_TASK INSTRUCTIONS_
Can you return the records below exactly as they stand, but only from the first line through the one with "if let Ok(config_path)"?

(Records drawn from a dataset)
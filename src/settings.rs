use anyhow::anyhow;
use config::{Config, File};
use serde::{de::IgnoredAny, Deserialize};
use url::Url;

pub const DEFAULT_API_URL: &str = "https://api.mythx.io/";

#[derive(Debug, Clone, Default, PartialEq, Deserialize)]
#[serde(default, deny_unknown_fields)]
pub struct Settings {
    pub api: ApiSettings,

    pub config: IgnoredAny,
}

/// Location of the analysis API, used by the transport to resolve
/// [`Endpoint::url`](crate::Endpoint::url).
#[derive(Debug, Clone, PartialEq, Eq, Deserialize)]
#[serde(default, deny_unknown_fields)]
pub struct ApiSettings {
    pub url: Url,
    /// Request timeout in seconds.
    pub request_timeout: u64,
}

impl Default for ApiSettings {
    fn default() -> Self {
        Self {
            url: Url::parse(DEFAULT_API_URL).expect("valid url"),
            request_timeout: 30,
        }
    }
}

impl Settings {
    pub fn new() -> anyhow::Result<Self> {
        let config_path = std::env::var("ANALYSIS_MODELS__CONFIG");

        let mut builder = Config::builder();
        if let Ok(config_path) = config_path {
            builder = builder.add_source(File::with_name(&config_path));
        };
        builder = builder
            .add_source(config::Environment::with_prefix("ANALYSIS_MODELS").separator("__"));

        builder
            .build()?
            .try_deserialize()
            .map_err(|err| anyhow!(err))
    }
}
use serde::{Deserialize, Serialize};
use serde_json::{Map, Value};

/// Severity of a detected issue, ordered from the least to the most severe.
#[derive(Clone, Copy, Debug, PartialEq, Eq, PartialOrd, Ord, Hash, Serialize, Deserialize)]
pub enum Severity {
    None,
    Unknown,
    Low,
    Medium,
    High,
}

#[derive(Clone, Copy, Debug, PartialEq, Eq, Hash, Serialize, Deserialize)]
#[serde(rename_all = "kebab-case")]
pub enum SourceType {
    RawBytecode,
    EthereumAddress,
    SolidityContract,
    SolidityFile,
}

#[derive(Clone, Copy, Debug, PartialEq, Eq, Hash, Serialize, Deserialize)]
pub enum SourceFormat {
    #[serde(rename = "text")]
    Text,
    #[serde(rename = "solc-ast-legacy-json")]
    SolcAstLegacyJson,
    #[serde(rename = "solc-ast-compact-json")]
    SolcAstCompactJson,
    #[serde(rename = "evm-byzantium-bytecode")]
    EvmByzantiumBytecode,
    #[serde(rename = "evm-petersburg-bytecode")]
    EvmPetersburgBytecode,
}

#[derive(Clone, Debug, PartialEq, Eq, Serialize, Deserialize)]
#[serde(deny_unknown_fields)]
pub struct IssueDescription {
    pub head: String,
    pub tail: String,
}

#[derive(Clone, Debug, PartialEq, Eq, Serialize, Deserialize)]
#[serde(rename_all = "camelCase", deny_unknown_fields)]
pub struct SourceLocation {
    /// `offset:length:file_index` triple in the solc source map format.
    pub source_map: String,
    pub source_type: SourceType,
    pub source_format: SourceFormat,
    pub source_list: Vec<String>,
}

#[derive(Clone, Copy, Debug, PartialEq, Eq, Serialize, Deserialize)]
#[serde(deny_unknown_fields)]
pub struct LineLocation {
    pub line: u64,
    pub column: u64,
}

/// Start and end of an issue in the source text; encoded as a two element array.
#[derive(Clone, Copy, Debug, PartialEq, Eq, Serialize, Deserialize)]
pub struct DecodedLocation(pub LineLocation, pub LineLocation);

impl DecodedLocation {
    pub fn start(&self) -> &LineLocation {
        &self.0
    }

    pub fn end(&self) -> &LineLocation {
        &self.1
    }
}

#[derive(Clone, Debug, PartialEq, Serialize, Deserialize)]
#[serde(deny_unknown_fields)]
pub struct Issue {
    #[serde(rename = "swcID")]
    pub swc_id: String,
    #[serde(rename = "swcTitle")]
    pub swc_title: String,
    pub description: IssueDescription,
    pub severity: Severity,
    pub locations: Vec<SourceLocation>,
    pub extra: Map<String, Value>,
    /// Absent key is `None`; an explicit `null` is `Some(None)` and is written back as `null`.
    #[serde(
        rename = "decodedLocations",
        default,
        with = "::serde_with::rust::double_option",
        skip_serializing_if = "Option::is_none"
    )]
    pub decoded_locations: Option<Option<Vec<DecodedLocation>>>,
}

impl Issue {
    pub fn decoded_locations(&self) -> &[DecodedLocation] {
        self.decoded_locations
            .as_ref()
            .and_then(Option::as_deref)
            .unwrap_or_default()
    }
}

_EXERCISE RESPONSE_
filename src/settings.rs
use anyhow::anyhow;
use config::{Config, File};
use serde::{de::IgnoredAny, Deserialize};
use url::Url;

pub const DEFAULT_API_URL: &str = "https://api.mythx.io/";

#[derive(Debug, Clone, Default, PartialEq, Deserialize)]
#[serde(default, deny_unknown_fields)]
pub struct Settings {
    pub api: ApiSettings,

    pub config: IgnoredAny,
}

/// Location of the analysis API, used by the transport to resolve
/// [`Endpoint::url`](crate::Endpoint::url).
#[derive(Debug, Clone, PartialEq, Eq, Deserialize)]
#[serde(default, deny_unknown_fields)]
pub struct ApiSettings {
    pub url: Url,
    /// Request timeout in seconds.
    pub request_timeout: u64,
}

impl Default for ApiSettings {
    fn default() -> Self {
        Self {
            url: Url::parse(DEFAULT_API_URL).expect("valid url"),
            request_timeout: 30,
        }
    }
}

impl Settings {
    pub fn new() -> anyhow::Result<Self> {
        let config_path = std::env::var("ANALYSIS_MODELS__CONFIG");

        let mut builder = Config::builder();
        if let Ok(config_path) = config_path {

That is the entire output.